Oxycodone: Reactions with other drugs or substances

Last modified: Saturday, 20. June 2009 - 2:35 pm

Oxycodone is a strong prescription analgesic and, as such, it is not advisable to take oxycodone in combination with any other pain medications, including common over-the-counter pain relievers like Tylenol or Advil. If oxycodone taken as prescribed does not relieve the pain adequately, the patient’s doctor can adjust the dose or substitute a stronger drug.
Because oxycodone may intensify the effects of other drugs that cause drowsiness, it should not be taken with antidepressants, antihistamines, anti-anxiety drugs, seizure medications, sedatives, sleeping pills, or muscle relaxants, except under the supervision of a doctor. Patients who may be prescribed oxycodone should tell their doctor if they are taking any of these medications.

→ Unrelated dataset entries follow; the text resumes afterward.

//! # Trade Math
//!
//! Numeric kernels for evaluating fitted time series models.
//! This crate provides the differencing, ARMA recursion and interval
//! arithmetic needed to turn the parameters of a pre-fit ARIMA(p, d, q)
//! model into point forecasts and confidence bounds.

use thiserror::Error;

pub mod forecasting;

pub use forecasting::ArimaOrder;

/// Errors that can occur in forecasting calculations
#[derive(Error, Debug)]
pub enum MathError {
    #[error("Insufficient data for calculation: {0}")]
    InsufficientData(String),

    #[error("Invalid input: {0}")]
    InvalidInput(String),

    #[error("Calculation error: {0}")]
    CalculationError(String),
}

/// Result type for trading math operations
pub type Result<T> = std::result::Result<T, MathError>;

Similarly, alcohol should be avoided when taking oxycodone. It, too, increases feelings of drowsiness and can cause dizziness when combined with oxycodone. Avoiding alcohol is especially important when taking pain-relievers containing oxycodone and acetaminophen, as studies have shown that liver damage can occur when even relatively small amounts of alcohol are combined with acetaminophen. A current or past history of alcohol or drug abuse should be carefully considered before oxycodone is prescribed.
When taking an acetaminophen-containing oxycodone drug, it is also important to pay attention to the acetaminophen content in other medications, such as over-the-counter cough or cold remedies. The maximum daily recommended amount of acetaminophen for the average adult should not exceed 4 g per day or 4,000 mg per day.